Tags
Alba Ribas, Albert Carbó, Bernat Saumell, Cristian Valencia, Drama, Hèctor Hernández Vicens, Horror, Mortuary, Review, Spain, Thriller
Original title: El Cadáver de Anna Fritz
D: Hèctor Hernández Vicens / 74m
Cast: Alba Ribas, Cristian Valencia, Albert Carbó, Bernat Saumell
You have a friend, Pau (Carbó), who works evenings at the local hospital mortuary. When a famous actress, Anna Fritz (Ribas), dies and her body is kept overnight at the mortuary before an autopsy can be performed, you’d expect him to send you a photo of the dead actress, wouldn’t you? And you’d expect him to let you come to the hospital and have a look for yourselves, right? After all, how often do you get a chance to see a famous, and beautiful, actress live (so to speak) and in the flesh? And better still, naked? That’s the situation Iván (Valencia) and Javi (Saumell) hope to find themselves in when Pau sends exactly the kind of photograph that piques their interest and has them rushing to the hospital with unseemly haste. But seeing Anna Fritz naked isn’t enough, not for Iván at least. He wants to have sex with her; it doesn’t matter to him if she’s dead. So he does, and he cajoles Pau into doing the same. But when Pau takes his turn, something unexpected happens, something that will change everything, even to whether or not the three men will leave the hospital alive…
For some people, just hearing there’s necrophilia involved, and depicted, in The Corpse of Anna Fritz will have them reaching for the off button, or deciding not to watch the movie at all. But the movie has a lot more to offer the viewer than extremely inappropriate sexual behaviour, and once that section is dispensed with, it becomes a claustrophobic mix of horror movie and suspense thriller, with a handful of twists and turns that, while not exactly original, are still put together with enough skill and confidence by Vicens (here making his feature debut) that much of what follows is suitably tense and appropriately visceral. Iván, Javi and Pau find themselves trapped in the basement of the hospital as much by their own actions as any relating to the famous Miss Fritz, and as their predicament worsens, their alliance is threatened, broken apart, and irredeemably ruined. Vicens tracks all this with a predatory eye for the politics of survival, and the breakdown of societal norms. Having sex with a dead woman? That deserves more than just as slap on the wrist, and Vicens ensures the three men suffer for their crime.

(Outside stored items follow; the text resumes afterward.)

//! Online path guiding with a spatial-directional tree: a binary space
//! partition over the scene bounds whose leaves each own a directional
//! quadtree. Paths read the guide trees and splat into the train trees
//! during a pass; [`SdTree::refine`] swaps them in between passes.

use std::sync::atomic::{AtomicU32, Ordering};

use tracing::info;

use crate::math::*;

pub mod quadtree;

pub use quadtree::{GuideNode, TrainNode, NO_CHILD};

/// Spatial leaves are split once their visit count exceeds
/// `SPLIT_VISITS * sqrt(2^iteration)`.
pub const SPLIT_VISITS: u32 = 12000;

#[derive(Debug, Clone, Copy, PartialEq, Eq)]
enum BspKind {
    Leaf { guide: u32, train: u32 },
    Inner { children: [u32; 2] },
}

#[derive(Debug)]
struct BspNode {
    kind: BspKind,
    count: AtomicU32,
}

impl BspNode {
    fn leaf(guide: u32, train: u32, count: u32) -> BspNode {
        BspNode { kind: BspKind::Leaf { guide, train }, count: AtomicU32::new(count) }
    }
}

/// A located spatial leaf. `extent` is the world-space size of its cell.
#[derive(Debug, Clone, Copy, PartialEq)]
pub struct SdLeaf {
    pub node: u32,
    guide: u32,
    train: u32,
    pub extent: Vec3f,
}

/// A guided direction with its solid angle density and the side length of
/// the quadtree cell it came from, in octahedral square units.
#[derive(Debug, Clone, Copy, PartialEq)]
pub struct GuideSample {
    pub wi: Vec3f,
    pub pdf: Float,
    pub footprint: Float,
}

#[derive(Debug)]
pub struct SdTree {
    bounds: Bounds3f,
    bsp: Vec<BspNode>,
    guide: Vec<[GuideNode; 4]>,
    train: Vec<[TrainNode; 4]>,
    iteration: u32,
}

impl SdTree {
    /// A single spatial leaf with no guide yet, so sampling starts out
    /// uniform, and a train tree subdivided a few levels deep.
    pub fn new(bounds: Bounds3f) -> SdTree {
        let mut train = Vec::new();
        let root = quadtree::refine(&mut train, &[], NO_CHILD, 1.0, 0);

        SdTree {
            bounds,
            bsp: vec![BspNode::leaf(NO_CHILD, root, 0)],
            guide: Vec::new(),
            train,
            iteration: 0,
        }
    }

    #[inline]
    pub fn iteration(&self) -> u32 {
        self.iteration
    }

    pub fn leaf_count(&self) -> usize {
        self.bsp.iter().filter(|n| matches!(n.kind, BspKind::Leaf { .. })).count()
    }

    /// Finds the spatial leaf holding `p` and counts the visit. Points
    /// outside the bounds are clamped onto them.
    pub fn locate(&self, p: Point3f) -> SdLeaf {
        let leaf = self.leaf_at(p);
        self.bsp[leaf.node as usize].count.fetch_add(1, Ordering::Relaxed);
        leaf
    }

    /// Like [`SdTree::locate`] without counting a visit.
    pub fn leaf_at(&self, p: Point3f) -> SdLeaf {
        let mut x = self.bounds.offset(p).map(|v| v.clamp(0.0, 1.0));
        let mut extent = self.bounds.diagonal();
        let mut node = 0u32;
        let mut axis = 0;

        loop {
            match self.bsp[node as usize].kind {
                BspKind::Leaf { guide, train } => return SdLeaf { node, guide, train, extent },
                BspKind::Inner { children } => {
                    let upper = x[axis] >= 0.5;
                    x[axis] = if upper { 2.0 * x[axis] - 1.0 } else { 2.0 * x[axis] };
                    extent[axis] *= 0.5;
                    node = children[upper as usize];
                    axis = (axis + 1) % 3;
                }
            }
        }
    }

    pub fn sample(&self, leaf: &SdLeaf, u: Point2f) -> GuideSample {
        let s = quadtree::sample(&self.guide, leaf.guide, u);
        GuideSample {
            wi: equal_area_square_to_sphere(s.p),
            pdf: s.pdf * FRAC_1_4PI,
            footprint: s.footprint,
        }
    }

    /// Solid angle density of [`SdTree::sample`] at `wi`, and the footprint
    /// of the cell `wi` falls in.
    pub fn pdf(&self, leaf: &SdLeaf, wi: Vec3f) -> (Float, Float) {
        let (pdf, footprint) = quadtree::pdf(&self.guide, leaf.guide, equal_area_sphere_to_square(wi));
        (pdf * FRAC_1_4PI, footprint)
    }

    /// Records `flux` arriving from `wi` in the leaf's train tree.
    pub fn splat(&self, leaf: &SdLeaf, wi: Vec3f, flux: Float) {
        self.splat_square(leaf, equal_area_sphere_to_square(wi), flux);
    }

    /// Like [`SdTree::splat`], addressed by octahedral square position.
    pub fn splat_square(&self, leaf: &SdLeaf, p: Point2f, flux: Float) {
        if flux.is_finite() && flux > 0.0 {
            quadtree::splat(&self.train, leaf.train, p, flux);
        }
    }

    /// Guide flux density at `wi`, for inspecting what has been learned.
    pub fn flux_density(&self, leaf: &SdLeaf, wi: Vec3f) -> Float {
        quadtree::flux_density(&self.guide, leaf.guide, equal_area_sphere_to_square(wi))
    }

    /// Ends a learning pass. Busy spatial leaves are split in two, the
    /// trained trees become the guides, and each leaf gets a new empty
    /// train tree refined after the flux its guide holds.
    pub fn refine(&mut self) {
        self.iteration += 1;
        let threshold = SPLIT_VISITS.saturating_mul(((1u64 << self.iteration.min(63)) as f64).sqrt() as u32);

        let trained: Vec<[GuideNode; 4]> = self.train.iter().map(|n| n.each_ref().map(TrainNode::to_guide)).collect();
        let mut train = Vec::new();

        let mut pending = vec![0u32];
        while let Some(node) = pending.pop() {
            let bsp_len = self.bsp.len() as u32;
            let n = &mut self.bsp[node as usize];
            let (guide, trained_root) = match n.kind {
                BspKind::Inner { children } => {
                    pending.extend(children);
                    continue;
                }
                BspKind::Leaf { guide, train } => (guide, train),
            };

            let count = *n.count.get_mut();
            if count > threshold {
                n.kind = BspKind::Inner { children: [bsp_len, bsp_len + 1] };
                self.bsp.push(BspNode::leaf(guide, trained_root, count / 2));
                self.bsp.push(BspNode::leaf(guide, trained_root, count / 2));
                pending.extend([bsp_len, bsp_len + 1]);
                continue;
            }

            let new_root = quadtree::refine(&mut train, &trained, trained_root, 1.0, 0);
            n.kind = BspKind::Leaf { guide: trained_root, train: new_root };
            *n.count.get_mut() = 0;
        }

        self.guide = trained;
        self.train = train;

        info!(
            iteration = self.iteration,
            spatial_leaves = self.leaf_count(),
            guide_nodes = self.guide.len(),
            train_nodes = self.train.len(),
            "refined guiding tree"
        );
    }
}

#[cfg(test)]
mod tests {
    use rand::{rngs::SmallRng, Rng, SeedableRng};

    use super::*;

    fn unit_bounds() -> Bounds3f {
        Bounds3f::new(Point3f::new(-1.0, -1.0, -1.0), Point3f::new(1.0, 1.0, 1.0))
    }

    /// Integrates the guide density over the sphere on a grid over the
    /// octahedral square, which is exact for cells no smaller than a texel.
    fn integrate(tree: &SdTree, leaf: &SdLeaf, n: usize) -> Float {
        let mut sum = 0.0f64;
        for i in 0..n {
            for j in 0..n {
                let p = Point2f::new((i as Float + 0.5) / n as Float, (j as Float + 0.5) / n as Float);
                sum += quadtree::pdf(&tree.guide, leaf.guide, p).0 as f64;
            }
        }
        (sum / (n * n) as f64) as Float
    }

    fn trained_tree(rng: &mut SmallRng, passes: usize) -> SdTree {
        let mut tree = SdTree::new(unit_bounds());
        let hot = Vec3f::new(0.3, 0.5, 0.8).normalize();
        for _ in 0..passes {
            let leaf = tree.locate(Point3f::new(0.1, 0.2, 0.3));
            for _ in 0..4000 {
                let u = Point2f::new(rng.gen(), rng.gen());
                let wi = equal_area_square_to_sphere(u);
                let flux = if wi.dot(hot) > 0.9 { 10.0 } else { 0.1 };
                tree.splat(&leaf, wi, flux);
            }
            tree.refine();
        }
        tree
    }

    #[test]
    fn untrained_tree_is_uniform() {
        let tree = SdTree::new(unit_bounds());
        let leaf = tree.locate(Point3f::new(0.0, 0.0, 0.0));
        let s = tree.sample(&leaf, Point2f::new(0.2, 0.7));
        approx::assert_relative_eq!(s.pdf, FRAC_1_4PI);
        approx::assert_relative_eq!(tree.pdf(&leaf, s.wi).0, FRAC_1_4PI);
        approx::assert_relative_eq!(s.wi.length(), 1.0, epsilon = 1e-5);
    }

    #[test]
    fn trained_pdf_integrates_to_one() {
        let mut rng = SmallRng::seed_from_u64(1);
        let tree = trained_tree(&mut rng, 3);
        let leaf = tree.locate(Point3f::new(0.1, 0.2, 0.3));
        approx::assert_abs_diff_eq!(integrate(&tree, &leaf, 512), 1.0, epsilon = 1e-3);
    }

    #[test]
    fn sample_and_pdf_agree() {
        let mut rng = SmallRng::seed_from_u64(2);
        let tree = trained_tree(&mut rng, 2);
        let leaf = tree.locate(Point3f::new(0.1, 0.2, 0.3));
        for _ in 0..1000 {
            let s = quadtree::sample(&tree.guide, leaf.guide, Point2f::new(rng.gen(), rng.gen()));
            let (pdf, footprint) = quadtree::pdf(&tree.guide, leaf.guide, s.p);
            approx::assert_relative_eq!(s.pdf, pdf, max_relative = 1e-4);
            assert_eq!(s.footprint, footprint);
        }

        let s = tree.sample(&leaf, Point2f::new(0.4, 0.6));
        approx::assert_relative_eq!(s.wi.length(), 1.0, epsilon = 1e-5);
        assert!(s.pdf > 0.0);
    }

    #[test]
    fn biased_splats_bias_sampling() {
        let mut rng = SmallRng::seed_from_u64(3);
        let tree = trained_tree(&mut rng, 3);
        let leaf = tree.locate(Point3f::new(0.1, 0.2, 0.3));
        let hot = Vec3f::new(0.3, 0.5, 0.8).normalize();

        // Chi-squared goodness of fit over an 8x8 grid of square bins,
        // expected counts integrated from the density.
        const BINS: usize = 8;
        const SUB: usize = 32;
        let n = 100_000;
        let mut expected = [0.0f64; BINS * BINS];
        for i in 0..BINS * SUB {
            for j in 0..BINS * SUB {
                let p = Point2f::new((i as Float + 0.5) / (BINS * SUB) as Float, (j as Float + 0.5) / (BINS * SUB) as Float);
                let pdf = quadtree::pdf(&tree.guide, leaf.guide, p).0 as f64;
                expected[(j / SUB) * BINS + i / SUB] += pdf / ((BINS * SUB) * (BINS * SUB)) as f64 * n as f64;
            }
        }

        let mut observed = [0.0f64; BINS * BINS];
        let mut near_hot = 0;
        for _ in 0..n {
            let s = tree.sample(&leaf, Point2f::new(rng.gen(), rng.gen()));
            if s.wi.dot(hot) > 0.9 {
                near_hot += 1;
            }
            let p = equal_area_sphere_to_square(s.wi);
            let bin = |v: Float| ((v * BINS as Float) as usize).min(BINS - 1);
            observed[bin(p.y) * BINS + bin(p.x)] += 1.0;
        }

        let mut chi2 = 0.0;
        let mut dof = 0;
        for (o, e) in observed.iter().zip(&expected) {
            if *e < 5.0 {
                continue;
            }
            chi2 += (o - e) * (o - e) / e;
            dof += 1;
        }
        assert!(dof > 1);
        // Generous bound on the 99.9% quantile for up to 64 bins.
        assert!(chi2 < 120.0, "chi2 {chi2} over {dof} bins");

        // The cap around `hot` covers 5% of the sphere but carries most of
        // the flux.
        assert!(near_hot as Float / n as Float > 0.5, "{near_hot}");
    }

    #[test]
    fn busy_leaves_split() {
        let mut tree = SdTree::new(unit_bounds());
        for i in 0..(SPLIT_VISITS * 2) {
            let x = (i % 100) as Float / 50.0 - 1.0;
            tree.locate(Point3f::new(x, 0.0, 0.0));
        }
        tree.refine();
        assert!(tree.leaf_count() >= 2);

        let left = tree.locate(Point3f::new(-0.5, 0.0, 0.0));
        let right = tree.locate(Point3f::new(0.5, 0.0, 0.0));
        assert_ne!(left.node, right.node);
        approx::assert_relative_eq!(left.extent.x, 1.0);
        approx::assert_relative_eq!(left.extent.y, 2.0);
    }

    #[test]
    fn lookups_without_visits_never_split() {
        let mut tree = SdTree::new(unit_bounds());
        for i in 0..(SPLIT_VISITS * 2) {
            let x = (i % 100) as Float / 50.0 - 1.0;
            tree.leaf_at(Point3f::new(x, 0.0, 0.0));
        }
        tree.refine();
        assert_eq!(tree.leaf_count(), 1);

        // Outside points clamp onto the root.
        assert_eq!(tree.leaf_at(Point3f::new(5.0, -9.0, 0.0)).node, 0);
    }
}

Throughout its compact running time, the movie goes to great lengths to make one of its male characters someone the viewer can sympathise with, or even root for, but if there’s one issue that Vicens and co-writer Isaac P. Creus can’t solve, it’s that the characters exist in a vacuum, with no development occurring as the movie progresses. Any sympathy therefore is stymied in order for them to suffer instead. Thus the movie is more of an exercise in what will happen to them, when, and how. This mechanism works for the most part, and there are some clever riffs on one of the “punishments”, but as it builds to a climax, some of the tension is sacrificed at the altar of narrative expediency, though the movie does retain an urgency of purpose that could have been allowed to dissipate much earlier on. At least the main location explains the lack of other hospital staff in the vicinity, and the photography by Ricard Canyellas highlights M. Carmen Sanfrancisco’s spare yet effective production design. It’s all assembled with a view to providing the movie with an oppressive air, and though this approach isn’t always successful, there’s more than enough here to warrant a look-see.
Rating: 6/10 – a modest achievement that is only occasionally as challenging to watch as its makers may have wanted, The Corpse of Anna Fritz is nevertheless bolstered by its choice of location for the material, and the drama inherent in Miss Fritz’s situation; a bit of a mixed bag over all, but a bag that contains at least a couple of surprises, and one that shows that Vicens – with the right material – could well make a stone cold classic one of these days.